中国との貿易戦争で最大の犠牲を被っているのは、投資家たちのポートフォリオではない。トランプを支持してきた有権者たちだ。米コンサルティング会社、エンパイア・グローバル・ベンチャーズのサム・ナタポフ社長は、トランプは貿易戦争によって、自分自身を自らの敵にしたと指摘している。

中国は5月13日、600億ドル(約6兆5600億円)相当の米国からの輸入品に対する関税率を25%に引き上げると発表したが、対象となるのは主に農産物だ。「(野党・民主党支持の)青い州」の中でも“真っ青”なニューヨーク州やマサチューセッツ州などは、あまり関係がない。

政府の支援がより重要に

中国は翌14日、関税引き上げの対象となる米国製品の一部を対象から除外することを明らかにした。米国も同様の措置を講じており、これまでに1万5000社ほどが適用の免除を申請している。だが、幸運な企業となるのは、そのうちのごくわずかだ。

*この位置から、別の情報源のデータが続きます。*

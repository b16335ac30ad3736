//! Slide export pipeline.
//!
//! Pairs rasterized pages with their slide descriptors, runs the image
//! filters on each page and writes the resulting PNG files.

use crate::filters;
use crate::sanitize::NameRegistry;
use crate::types::{bytes_to_mb, RelativeBox, RunStats, SlideDescriptor};
use crate::{Error, Result};
use image::codecs::png::{CompressionType, FilterType as PngFilterType, PngEncoder};
use image::{DynamicImage, ExtendedColorType, ImageEncoder, RgbaImage};
use std::fs;
use std::io::Write;
use std::path::{Path, PathBuf};

/// Page images produced by a rasterizer, in page order.
pub trait PageSource {
    /// Number of pages available.
    fn page_count(&self) -> usize;

    /// Decode the page at `index` (0-based).
    fn load_page(&mut self, index: usize) -> Result<DynamicImage>;
}

impl PageSource for Vec<DynamicImage> {
    fn page_count(&self) -> usize {
        self.len()
    }

    fn load_page(&mut self, index: usize) -> Result<DynamicImage> {
        self.get(index)
            .cloned()
            .ok_or_else(|| Error::CorruptedFile(format!("Page {} out of range", index + 1)))
    }
}

/// Turns a presentation into one raster image per page.
pub trait Rasterizer {
    /// Rasterize `source` at `dpi`.
    fn rasterize(&self, source: &Path, dpi: u32) -> Result<Box<dyn PageSource>>;
}

/// Settings for one export run.
#[derive(Debug, Clone, PartialEq)]
pub struct PipelineOptions {
    /// Directory receiving the PNG files.
    pub output_dir: PathBuf,

    /// Rasterization resolution.
    pub dpi: u32,

    /// Erase the title region from each page.
    pub remove_title: bool,

    /// Crop each page to its visible content.
    pub autocrop: bool,

    /// Pixels kept around the content when cropping.
    pub crop_margin: u32,

    /// Output size in percent; 100 or more keeps the cropped size.
    pub scale_percent: u32,

    /// Pixels erased around the title box.
    pub title_margin: u32,
}

impl Default for PipelineOptions {
    fn default() -> Self {
        Self {
            output_dir: PathBuf::from("images"),
            dpi: 300,
            remove_title: true,
            autocrop: true,
            crop_margin: 20,
            scale_percent: 100,
            title_margin: 15,
        }
    }
}

/// Fail early when the source presentation is missing.
pub fn check_source(source: &Path) -> Result<()> {
    if source.is_file() {
        Ok(())
    } else {
        Err(Error::InputNotFound(source.display().to_string()))
    }
}

/// Apply the filter chain to one decoded page.
pub fn process_image(
    image: DynamicImage,
    bbox: Option<&RelativeBox>,
    options: &PipelineOptions,
) -> RgbaImage {
    let mut image = filters::make_background_transparent(filters::to_rgba(image));

    if options.remove_title {
        image = filters::erase_region(image, bbox, options.title_margin);
    }

    if options.autocrop {
        image = filters::autocrop(image, options.crop_margin);
    }

    if options.scale_percent < 100 {
        image = filters::downscale(image, options.scale_percent);
    }

    image
}

/// Encode `image` as a maximally compressed PNG, replacing any existing file.
///
/// Returns the number of bytes written.
pub fn write_png(image: &RgbaImage, path: &Path) -> Result<u64> {
    let mut buffer = Vec::new();
    let encoder = PngEncoder::new_with_quality(&mut buffer, CompressionType::Best, PngFilterType::Adaptive);
    encoder.write_image(image.as_raw(), image.width(), image.height(), ExtendedColorType::Rgba8)?;

    fs::write(path, &buffer)?;
    Ok(buffer.len() as u64)
}

/// Drives one export run.
///
/// Name deduplication and statistics live here, so every run starts clean.
pub struct Pipeline<R: Rasterizer> {
    rasterizer: R,
    options: PipelineOptions,
    registry: NameRegistry,
    stats: RunStats,
}

impl<R: Rasterizer> Pipeline<R> {
    /// Create a pipeline around a rasterizer.
    pub fn new(rasterizer: R, options: PipelineOptions) -> Self {
        Self {
            rasterizer,
            options,
            registry: NameRegistry::new(),
            stats: RunStats::default(),
        }
    }

    /// The options of this run.
    pub fn options(&self) -> &PipelineOptions {
        &self.options
    }

    /// Export every visible slide of `source` as PNG.
    ///
    /// Progress is written to `out`. The first failing page aborts the run;
    /// files written before it stay in place.
    pub fn run<W: Write>(
        mut self,
        source: &Path,
        slides: &[SlideDescriptor],
        out: &mut W,
    ) -> Result<RunStats> {
        check_source(source)?;
        self.prepare_output_dir(out)?;
        self.announce(slides, out)?;

        writeln!(out, "Rasterizing {}...", source.display())?;
        let mut pages = self.rasterizer.rasterize(source, self.options.dpi)?;
        let page_count = pages.page_count();
        self.stats.pages = page_count;
        log::debug!("Rasterizer returned {} pages", page_count);

        // Hidden slides are not part of the exported PDF.
        let visible: Vec<&SlideDescriptor> = slides.iter().filter(|s| !s.hidden).collect();
        if visible.len() != page_count {
            log::warn!(
                "Got {} pages for {} visible slides, processing the first {}",
                page_count,
                visible.len(),
                page_count.min(visible.len())
            );
        }

        writeln!(out, "Processing images...")?;
        for (index, slide) in visible.into_iter().take(page_count).enumerate() {
            let image = pages.load_page(index)?;
            self.export_page(image, slide, out)?;
        }

        self.write_summary(out)?;
        Ok(self.stats)
    }

    fn prepare_output_dir<W: Write>(&self, out: &mut W) -> Result<()> {
        let dir = &self.options.output_dir;
        fs::create_dir_all(dir)?;

        let existing = fs::read_dir(dir)?
            .filter_map(|entry| entry.ok())
            .filter(|entry| {
                entry
                    .file_name()
                    .to_str()
                    .map(|name| name.to_lowercase().ends_with(".png"))
                    .unwrap_or(false)
            })
            .count();

        if existing > 0 {
            writeln!(out, "Output directory: {}/ ({} existing images)", dir.display(), existing)?;
            writeln!(out, "Images with the same name will be overwritten")?;
        } else {
            writeln!(out, "Output directory: {}/", dir.display())?;
        }

        Ok(())
    }

    fn announce<W: Write>(&self, slides: &[SlideDescriptor], out: &mut W) -> Result<()> {
        let options = &self.options;

        writeln!(out, "{} slides found", slides.len())?;
        writeln!(out, "Exporting PNG with transparent background (DPI: {})", options.dpi)?;
        if options.remove_title {
            writeln!(out, "Titles will be removed from the images")?;
        }
        if options.autocrop {
            writeln!(out, "Images will be cropped to their content (margin: {}px)", options.crop_margin)?;
        }
        if options.scale_percent < 100 {
            writeln!(out, "Images will be scaled to {}% of their size", options.scale_percent)?;
        }
        writeln!(out)?;

        for slide in slides {
            let hidden = if slide.hidden { " [hidden]" } else { "" };
            writeln!(out, "  Slide {}: {}{}", slide.number, slide.display_title(), hidden)?;
        }
        writeln!(out)?;

        Ok(())
    }

    fn export_page<W: Write>(
        &mut self,
        image: DynamicImage,
        slide: &SlideDescriptor,
        out: &mut W,
    ) -> Result<()> {
        let output_name = self.registry.output_name(slide.title.as_deref(), slide.number);
        let output_path = self.options.output_dir.join(&output_name);
        let existed = output_path.exists();

        log::debug!(
            "Slide {}: {}x{} page -> {}",
            slide.number,
            image.width(),
            image.height(),
            output_path.display()
        );

        let processed = process_image(image, slide.bbox.as_ref(), &self.options);
        let bytes = write_png(&processed, &output_path)?;
        self.stats.record(existed, bytes);

        let mut parts = vec![if existed { "overwritten" } else { "created" }.to_string()];
        if self.options.remove_title && slide.bbox.is_some() {
            parts.push("title erased".to_string());
        }
        if self.options.autocrop {
            parts.push(format!("{}x{}", processed.width(), processed.height()));
        }
        if self.options.scale_percent < 100 {
            parts.push(format!("{}%", self.options.scale_percent));
        }
        parts.push(format!("{:.2}MB", bytes_to_mb(bytes)));

        writeln!(out, "  {} -> {}", parts.join(" | "), output_name)?;
        Ok(())
    }

    fn write_summary<W: Write>(&self, out: &mut W) -> Result<()> {
        let stats = &self.stats;

        writeln!(out)?;
        writeln!(out, "Statistics:")?;
        if stats.created > 0 {
            writeln!(out, "   {} new images created", stats.created)?;
        }
        if stats.overwritten > 0 {
            writeln!(out, "   {} images overwritten", stats.overwritten)?;
        }
        writeln!(out, "   Total size: {:.2} MB", stats.total_mb())?;
        writeln!(out, "   Average size: {:.2} MB per image", stats.average_mb())?;
        writeln!(out)?;
        writeln!(out, "Export finished! Images in {}/", self.options.output_dir.display())?;

        Ok(())
    }
}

米国の農家には、昨年成立した改正農業法の下、補助金の支払いなどの支援策が講じられている。共和党の支持者には規制や課税を嫌う中小企業の経営者も数多くいるが、政府には中小企業を救済する強い政治的意思はない。

中国が米国産の大豆と豚肉の輸入をほぼ禁止した状態を維持することになれば、共和党は次の大統領選でのトランプの勝利を確実なものにするため、生産者への支援を強化しなくてはならないだろう。

また、関税で打撃を受けた企業を支援できるだけの大きな資金力を持つ「ブラックボックス」のような中国も、全ての製品が関税引き上げの対象になれば、政府の支援は行き渡らなくなると考えられる。